*DATASET ENTRIES*

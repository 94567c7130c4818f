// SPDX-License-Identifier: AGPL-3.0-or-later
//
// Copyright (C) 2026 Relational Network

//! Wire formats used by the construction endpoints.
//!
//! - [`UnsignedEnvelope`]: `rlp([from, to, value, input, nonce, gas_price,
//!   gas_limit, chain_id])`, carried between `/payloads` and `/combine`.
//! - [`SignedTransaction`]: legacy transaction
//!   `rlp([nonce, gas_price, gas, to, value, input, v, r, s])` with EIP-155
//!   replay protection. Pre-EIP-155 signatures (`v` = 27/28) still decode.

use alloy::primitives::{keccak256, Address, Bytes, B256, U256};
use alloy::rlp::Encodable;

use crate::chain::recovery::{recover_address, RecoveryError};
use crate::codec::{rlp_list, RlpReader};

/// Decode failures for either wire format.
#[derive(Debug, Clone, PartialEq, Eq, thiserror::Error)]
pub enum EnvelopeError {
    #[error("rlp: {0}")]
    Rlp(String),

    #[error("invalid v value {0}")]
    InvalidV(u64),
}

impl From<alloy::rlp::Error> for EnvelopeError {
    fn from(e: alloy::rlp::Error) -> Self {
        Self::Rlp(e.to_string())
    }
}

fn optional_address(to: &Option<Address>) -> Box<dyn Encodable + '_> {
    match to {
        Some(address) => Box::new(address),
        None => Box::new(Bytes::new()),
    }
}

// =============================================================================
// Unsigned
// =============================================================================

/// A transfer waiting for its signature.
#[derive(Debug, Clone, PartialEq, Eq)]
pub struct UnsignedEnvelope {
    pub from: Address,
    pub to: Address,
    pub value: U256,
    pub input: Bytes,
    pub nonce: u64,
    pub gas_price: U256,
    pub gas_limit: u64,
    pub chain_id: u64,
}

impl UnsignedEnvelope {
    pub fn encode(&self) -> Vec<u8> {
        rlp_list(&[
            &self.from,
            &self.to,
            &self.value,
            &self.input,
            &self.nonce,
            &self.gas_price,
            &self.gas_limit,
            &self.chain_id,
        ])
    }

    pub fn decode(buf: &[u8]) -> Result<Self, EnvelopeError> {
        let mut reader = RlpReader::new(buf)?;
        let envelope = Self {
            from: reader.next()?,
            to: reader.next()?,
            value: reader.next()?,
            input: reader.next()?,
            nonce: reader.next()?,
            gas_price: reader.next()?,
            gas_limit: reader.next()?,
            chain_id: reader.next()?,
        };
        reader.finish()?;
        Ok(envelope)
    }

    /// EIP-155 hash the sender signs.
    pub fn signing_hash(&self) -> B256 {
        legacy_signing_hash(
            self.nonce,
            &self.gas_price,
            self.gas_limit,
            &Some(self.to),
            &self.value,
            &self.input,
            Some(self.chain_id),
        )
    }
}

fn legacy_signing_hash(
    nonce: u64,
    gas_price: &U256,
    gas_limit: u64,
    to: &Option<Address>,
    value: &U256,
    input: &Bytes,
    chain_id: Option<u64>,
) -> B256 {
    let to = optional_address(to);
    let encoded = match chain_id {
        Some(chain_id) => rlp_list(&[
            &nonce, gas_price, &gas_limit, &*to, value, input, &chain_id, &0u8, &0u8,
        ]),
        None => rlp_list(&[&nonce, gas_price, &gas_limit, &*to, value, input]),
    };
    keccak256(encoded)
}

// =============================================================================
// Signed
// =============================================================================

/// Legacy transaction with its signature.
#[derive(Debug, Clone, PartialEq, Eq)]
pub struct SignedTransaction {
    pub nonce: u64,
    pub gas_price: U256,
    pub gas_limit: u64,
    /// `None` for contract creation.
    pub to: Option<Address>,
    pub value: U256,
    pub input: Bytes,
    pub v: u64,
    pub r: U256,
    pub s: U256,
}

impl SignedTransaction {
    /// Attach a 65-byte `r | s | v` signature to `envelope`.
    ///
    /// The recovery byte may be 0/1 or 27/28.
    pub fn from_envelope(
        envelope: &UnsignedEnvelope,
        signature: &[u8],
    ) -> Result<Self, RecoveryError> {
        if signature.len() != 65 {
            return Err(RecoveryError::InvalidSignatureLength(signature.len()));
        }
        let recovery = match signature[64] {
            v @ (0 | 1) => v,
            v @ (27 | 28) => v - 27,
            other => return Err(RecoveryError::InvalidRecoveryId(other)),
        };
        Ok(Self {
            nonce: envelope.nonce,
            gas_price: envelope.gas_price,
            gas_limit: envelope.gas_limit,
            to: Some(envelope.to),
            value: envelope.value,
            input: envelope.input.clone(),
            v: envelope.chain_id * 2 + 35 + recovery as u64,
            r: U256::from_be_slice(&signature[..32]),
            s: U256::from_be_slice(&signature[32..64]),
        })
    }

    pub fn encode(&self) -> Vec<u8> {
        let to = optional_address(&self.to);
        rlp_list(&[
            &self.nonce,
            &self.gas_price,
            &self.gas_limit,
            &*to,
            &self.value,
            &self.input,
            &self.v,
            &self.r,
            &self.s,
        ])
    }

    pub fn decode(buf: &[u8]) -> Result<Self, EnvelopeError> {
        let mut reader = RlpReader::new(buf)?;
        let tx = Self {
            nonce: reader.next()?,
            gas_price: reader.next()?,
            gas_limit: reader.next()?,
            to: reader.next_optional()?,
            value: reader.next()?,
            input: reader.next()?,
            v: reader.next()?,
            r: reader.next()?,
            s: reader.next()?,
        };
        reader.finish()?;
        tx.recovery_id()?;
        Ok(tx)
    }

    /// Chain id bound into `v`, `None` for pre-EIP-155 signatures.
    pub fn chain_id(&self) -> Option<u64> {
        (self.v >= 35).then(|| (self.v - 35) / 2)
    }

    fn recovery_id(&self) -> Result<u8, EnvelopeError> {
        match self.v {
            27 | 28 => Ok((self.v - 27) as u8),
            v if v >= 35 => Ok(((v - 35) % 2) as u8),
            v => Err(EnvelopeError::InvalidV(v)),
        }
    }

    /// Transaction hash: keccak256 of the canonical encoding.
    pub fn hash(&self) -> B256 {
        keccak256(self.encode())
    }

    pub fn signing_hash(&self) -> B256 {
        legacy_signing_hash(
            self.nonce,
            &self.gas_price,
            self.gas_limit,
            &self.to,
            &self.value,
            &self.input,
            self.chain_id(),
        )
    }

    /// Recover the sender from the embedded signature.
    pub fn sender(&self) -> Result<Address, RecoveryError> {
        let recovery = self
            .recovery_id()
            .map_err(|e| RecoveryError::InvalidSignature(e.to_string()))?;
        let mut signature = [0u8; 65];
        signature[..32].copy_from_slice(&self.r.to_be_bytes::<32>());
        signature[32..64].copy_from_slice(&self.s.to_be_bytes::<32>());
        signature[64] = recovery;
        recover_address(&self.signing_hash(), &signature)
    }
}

*ASSIGNED TASK*
What is needed here is an exact reproduction of all the entries.

*SOLUTION TO THIS EXERCISE*
repository 94567c7130c4818f
// SPDX-License-Identifier: AGPL-3.0-or-later
//
// Copyright (C) 2026 Relational Network

//! Wire formats used by the construction endpoints.
//!
//! - [`UnsignedEnvelope`]: `rlp([from, to, value, input, nonce, gas_price,
//!   gas_limit, chain_id])`, carried between `/payloads` and `/combine`.
//! - [`SignedTransaction`]: legacy transaction
//!   `rlp([nonce, gas_price, gas, to, value, input, v, r, s])` with EIP-155
//!   replay protection. Pre-EIP-155 signatures (`v` = 27/28) still decode.

use alloy::primitives::{keccak256, Address, Bytes, B256, U256};
use alloy::rlp::Encodable;

use crate::chain::recovery::{recover_address, RecoveryError};
use crate::codec::{rlp_list, RlpReader};

/// Decode failures for either wire format.
#[derive(Debug, Clone, PartialEq, Eq, thiserror::Error)]
pub enum EnvelopeError {
    #[error("rlp: {0}")]
    Rlp(String),

    #[error("invalid v value {0}")]
    InvalidV(u64),
}

impl From<alloy::rlp::Error> for EnvelopeError {
    fn from(e: alloy::rlp::Error) -> Self {
        Self::Rlp(e.to_string())
    }
}

fn optional_address(to: &Option<Address>) -> Box<dyn Encodable + '_> {
    match to {
        Some(address) => Box::new(address),
        None => Box::new(Bytes::new()),
    }
}

// =============================================================================
// Unsigned
// =============================================================================

/// A transfer waiting for its signature.
#[derive(Debug, Clone, PartialEq, Eq)]
pub struct UnsignedEnvelope {
    pub from: Address,
    pub to: Address,
    pub value: U256,
    pub input: Bytes,
    pub nonce: u64,
    pub gas_price: U256,
    pub gas_limit: u64,
    pub chain_id: u64,
}

impl UnsignedEnvelope {
    pub fn encode(&self) -> Vec<u8> {
        rlp_list(&[
            &self.from,
            &self.to,
            &self.value,
            &self.input,
            &self.nonce,
            &self.gas_price,
            &self.gas_limit,
            &self.chain_id,
        ])
    }

    pub fn decode(buf: &[u8]) -> Result<Self, EnvelopeError> {
        let mut reader = RlpReader::new(buf)?;
        let envelope = Self {
            from: reader.next()?,
            to: reader.next()?,
            value: reader.next()?,
            input: reader.next()?,
            nonce: reader.next()?,
            gas_price: reader.next()?,
            gas_limit: reader.next()?,
            chain_id: reader.next()?,
        };
        reader.finish()?;
        Ok(envelope)
    }

    /// EIP-155 hash the sender signs.
    pub fn signing_hash(&self) -> B256 {
        legacy_signing_hash(
            self.nonce,
            &self.gas_price,
            self.gas_limit,
            &Some(self.to),
            &self.value,
            &self.input,
            Some(self.chain_id),
        )
    }
}

fn legacy_signing_hash(
    nonce: u64,
    gas_price: &U256,
    gas_limit: u64,
    to: &Option<Address>,
    value: &U256,
    input: &Bytes,
    chain_id: Option<u64>,
) -> B256 {
    let to = optional_address(to);
    let encoded = match chain_id {
        Some(chain_id) => rlp_list(&[
            &nonce, gas_price, &gas_limit, &*to, value, input, &chain_id, &0u8, &0u8,
        ]),
        None => rlp_list(&[&nonce, gas_price, &gas_limit, &*to, value, input]),
    };
    keccak256(encoded)
}

// =============================================================================
// Signed
// =============================================================================

/// Legacy transaction with its signature.
#[derive(Debug, Clone, PartialEq, Eq)]
pub struct SignedTransaction {
    pub nonce: u64,
    pub gas_price: U256,
    pub gas_limit: u64,
    /// `None` for contract creation.
    pub to: Option<Address>,
    pub value: U256,
    pub input: Bytes,
    pub v: u64,
    pub r: U256,
    pub s: U256,
}

impl SignedTransaction {
    /// Attach a 65-byte `r | s | v` signature to `envelope`.
    ///
    /// The recovery byte may be 0/1 or 27/28.
    pub fn from_envelope(
        envelope: &UnsignedEnvelope,
        signature: &[u8],
    ) -> Result<Self, RecoveryError> {
        if signature.len() != 65 {
            return Err(RecoveryError::InvalidSignatureLength(signature.len()));
        }
        let recovery = match signature[64] {
            v @ (0 | 1) => v,
            v @ (27 | 28) => v - 27,
            other => return Err(RecoveryError::InvalidRecoveryId(other)),
        };
        Ok(Self {
            nonce: envelope.nonce,
            gas_price: envelope.gas_price,
            gas_limit: envelope.gas_limit,
            to: Some(envelope.to),
            value: envelope.value,
            input: envelope.input.clone(),
            v: envelope.chain_id * 2 + 35 + recovery as u64,
            r: U256::from_be_slice(&signature[..32]),
            s: U256::from_be_slice(&signature[32..64]),
        })
    }

    pub fn encode(&self) -> Vec<u8> {
        let to = optional_address(&self.to);
        rlp_list(&[
            &self.nonce,
            &self.gas_price,
            &self.gas_limit,
            &*to,
            &self.value,
            &self.input,
            &self.v,
            &self.r,
            &self.s,
        ])
    }

    pub fn decode(buf: &[u8]) -> Result<Self, EnvelopeError> {
        let mut reader = RlpReader::new(buf)?;
        let tx = Self {
            nonce: reader.next()?,
            gas_price: reader.next()?,
            gas_limit: reader.next()?,
            to: reader.next_optional()?,
            value: reader.next()?,
            input: reader.next()?,
            v: reader.next()?,
            r: reader.next()?,
            s: reader.next()?,
        };
        reader.finish()?;
        tx.recovery_id()?;
        Ok(tx)
    }

    /// Chain id bound into `v`, `None` for pre-EIP-155 signatures.
    pub fn chain_id(&self) -> Option<u64> {
        (self.v >= 35).then(|| (self.v - 35) / 2)
    }

    fn recovery_id(&self) -> Result<u8, EnvelopeError> {
        match self.v {
            27 | 28 => Ok((self.v - 27) as u8),
            v if v >= 35 => Ok(((v - 35) % 2) as u8),
            v => Err(EnvelopeError::InvalidV(v)),
        }
    }

    /// Transaction hash: keccak256 of the canonical encoding.
    pub fn hash(&self) -> B256 {
        keccak256(self.encode())
    }

    pub fn signing_hash(&self) -> B256 {
        legacy_signing_hash(
            self.nonce,
            &self.gas_price,
            self.gas_limit,
            &self.to,
            &self.value,
            &self.input,
            self.chain_id(),
        )
    }

    /// Recover the sender from the embedded signature.
    pub fn sender(&self) -> Result<Address, RecoveryError> {
        let recovery = self
            .recovery_id()
            .map_err(|e| RecoveryError::InvalidSignature(e.to_string()))?;
        let mut signature = [0u8; 65];
        signature[..32].copy_from_slice(&self.r.to_be_bytes::<32>());
        signature[32..64].copy_from_slice(&self.s.to_be_bytes::<32>());
        signature[64] = recovery;
        recover_address(&self.signing_hash(), &signature)
    }
}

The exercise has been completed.